**Task prompt:** Work out how many lines in the material beneath contain "impl". Give only that number.

**Supplied entries:**
┌──
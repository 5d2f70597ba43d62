//! Minimax search with alpha-beta pruning.
//!
//! Material plus piece-square evaluation, searched to a fixed depth with
//! iterative deepening. The cancel token is checked at every node.

use crate::{CancelToken, MoveSearch};
use chess_core::{Color, Move, Piece, Square};
use chess_engine::rules::RuleSet;
use chess_engine::{is_king_attacked, Position, StandardChess};
use tracing::debug;

/// Piece values in centipawns
const PAWN_VALUE: i32 = 100;
const KNIGHT_VALUE: i32 = 320;
const BISHOP_VALUE: i32 = 330;
const ROOK_VALUE: i32 = 500;
const QUEEN_VALUE: i32 = 900;

const MATE_SCORE: i32 = 100_000;

// Piece-square tables from White's side of the board, first entry a8, last h1.
const PAWN_PST: [i32; 64] = [
    0, 0, 0, 0, 0, 0, 0, 0, //
    50, 50, 50, 50, 50, 50, 50, 50, //
    10, 10, 20, 30, 30, 20, 10, 10, //
    5, 5, 10, 25, 25, 10, 5, 5, //
    0, 0, 0, 20, 20, 0, 0, 0, //
    5, -5, -10, 0, 0, -10, -5, 5, //
    5, 10, 10, -20, -20, 10, 10, 5, //
    0, 0, 0, 0, 0, 0, 0, 0,
];

const KNIGHT_PST: [i32; 64] = [
    -50, -40, -30, -30, -30, -30, -40, -50, //
    -40, -20, 0, 0, 0, 0, -20, -40, //
    -30, 0, 10, 15, 15, 10, 0, -30, //
    -30, 5, 15, 20, 20, 15, 5, -30, //
    -30, 0, 15, 20, 20, 15, 0, -30, //
    -30, 5, 10, 15, 15, 10, 5, -30, //
    -40, -20, 0, 5, 5, 0, -20, -40, //
    -50, -40, -30, -30, -30, -30, -40, -50,
];

const BISHOP_PST: [i32; 64] = [
    -20, -10, -10, -10, -10, -10, -10, -20, //
    -10, 0, 0, 0, 0, 0, 0, -10, //
    -10, 0, 5, 10, 10, 5, 0, -10, //
    -10, 5, 5, 10, 10, 5, 5, -10, //
    -10, 0, 10, 10, 10, 10, 0, -10, //
    -10, 10, 10, 10, 10, 10, 10, -10, //
    -10, 5, 0, 0, 0, 0, 5, -10, //
    -20, -10, -10, -10, -10, -10, -10, -20,
];

const ROOK_PST: [i32; 64] = [
    0, 0, 0, 0, 0, 0, 0, 0, //
    5, 10, 10, 10, 10, 10, 10, 5, //
    -5, 0, 0, 0, 0, 0, 0, -5, //
    -5, 0, 0, 0, 0, 0, 0, -5, //
    -5, 0, 0, 0, 0, 0, 0, -5, //
    -5, 0, 0, 0, 0, 0, 0, -5, //
    -5, 0, 0, 0, 0, 0, 0, -5, //
    0, 0, 0, 5, 5, 0, 0, 0,
];

const QUEEN_PST: [i32; 64] = [
    -20, -10, -10, -5, -5, -10, -10, -20, //
    -10, 0, 0, 0, 0, 0, 0, -10, //
    -10, 0, 5, 5, 5, 5, 0, -10, //
    -5, 0, 5, 5, 5, 5, 0, -5, //
    0, 0, 5, 5, 5, 5, 0, -5, //
    -10, 5, 5, 5, 5, 5, 0, -10, //
    -10, 0, 5, 0, 0, 0, 0, -10, //
    -20, -10, -10, -5, -5, -10, -10, -20,
];

const KING_MIDDLEGAME_PST: [i32; 64] = [
    -30, -40, -40, -50, -50, -40, -40, -30, //
    -30, -40, -40, -50, -50, -40, -40, -30, //
    -30, -40, -40, -50, -50, -40, -40, -30, //
    -30, -40, -40, -50, -50, -40, -40, -30, //
    -20, -30, -30, -40, -40, -30, -30, -20, //
    -10, -20, -20, -20, -20, -20, -20, -10, //
    20, 20, 0, 0, 0, 0, 20, 20, //
    20, 30, 10, 0, 0, 10, 30, 20,
];

/// Table index for a piece of `color` on `sq`. Black reads the table mirrored.
fn table_index(sq: Square, color: Color) -> usize {
    let row = match color {
        Color::White => sq.row(),
        Color::Black => 7 - sq.row(),
    };
    row as usize * 8 + sq.col() as usize
}

fn piece_score(kind: Piece, idx: usize) -> i32 {
    match kind {
        Piece::Pawn => PAWN_VALUE + PAWN_PST[idx],
        Piece::Knight => KNIGHT_VALUE + KNIGHT_PST[idx],
        Piece::Bishop => BISHOP_VALUE + BISHOP_PST[idx],
        Piece::Rook => ROOK_VALUE + ROOK_PST[idx],
        Piece::Queen => QUEEN_VALUE + QUEEN_PST[idx],
        Piece::King => KING_MIDDLEGAME_PST[idx],
    }
}

/// Evaluates the position from the side to move's perspective.
pub fn evaluate(position: &Position) -> i32 {
    let score: i32 = position
        .pieces()
        .map(|(sq, piece)| {
            let value = piece_score(piece.kind, table_index(sq, piece.color));
            match piece.color {
                Color::White => value,
                Color::Black => -value,
            }
        })
        .sum();

    match position.side_to_move {
        Color::White => score,
        Color::Black => -score,
    }
}

/// Per-search bookkeeping.
struct Searcher<'a> {
    nodes: u64,
    cancel: &'a CancelToken,
    stopped: bool,
}

impl Searcher<'_> {
    fn check_cancel(&mut self) {
        if self.cancel.is_cancelled() {
            self.stopped = true;
        }
    }

    fn alpha_beta(&mut self, position: &Position, depth: u8, mut alpha: i32, beta: i32) -> i32 {
        self.nodes += 1;
        self.check_cancel();
        if self.stopped {
            return 0;
        }

        if depth == 0 {
            return evaluate(position);
        }

        let moves = StandardChess.generate_moves(position);
        if moves.is_empty() {
            return if is_king_attacked(position, position.side_to_move) {
                // Prefer faster mates
                -MATE_SCORE + (100 - depth as i32)
            } else {
                0
            };
        }

        for mv in moves {
            let next = StandardChess.make_move(position, mv);
            let score = -self.alpha_beta(&next, depth - 1, -beta, -alpha);
            if self.stopped {
                return 0;
            }
            if score >= beta {
                return beta;
            }
            if score > alpha {
                alpha = score;
            }
        }

        alpha
    }
}

/// Fixed-depth alpha-beta searcher.
#[derive(Debug, Clone, Copy)]
pub struct Minimax {
    depth: u8,
}

impl Minimax {
    /// Creates a searcher. A depth of zero is treated as one.
    pub fn new(depth: u8) -> Self {
        Minimax {
            depth: depth.max(1),
        }
    }

    pub fn depth(&self) -> u8 {
        self.depth
    }
}

impl Default for Minimax {
    fn default() -> Self {
        Minimax::new(2)
    }
}

impl MoveSearch for Minimax {
    fn find_best_move(&self, position: &Position, moves: &[Move], cancel: &CancelToken) -> Option<Move> {
        let mut searcher = Searcher {
            nodes: 0,
            cancel,
            stopped: false,
        };
        let mut best_move = None;

        for depth in 1..=self.depth {
            let mut current_best = None;
            let mut current_score = i32::MIN;
            let mut alpha = i32::MIN + 1;
            let beta = i32::MAX;

            for &mv in moves {
                let next = StandardChess.make_move(position, mv);
                let score = -searcher.alpha_beta(&next, depth - 1, -beta, -alpha);
                if searcher.stopped {
                    break;
                }
                if score > current_score {
                    current_score = score;
                    current_best = Some(mv);
                    alpha = alpha.max(score);
                }
            }

            if searcher.stopped {
                debug!(depth, nodes = searcher.nodes, "search cancelled");
                return None;
            }

            if let Some(mv) = current_best {
                debug!(depth, score = current_score, nodes = searcher.nodes, best = %mv.to_uci(), "depth complete");
                best_move = Some(mv);
            }
        }

        best_move
    }

    fn name(&self) -> &str {
        "minimax"
    }
}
└──
**Written solution:** 4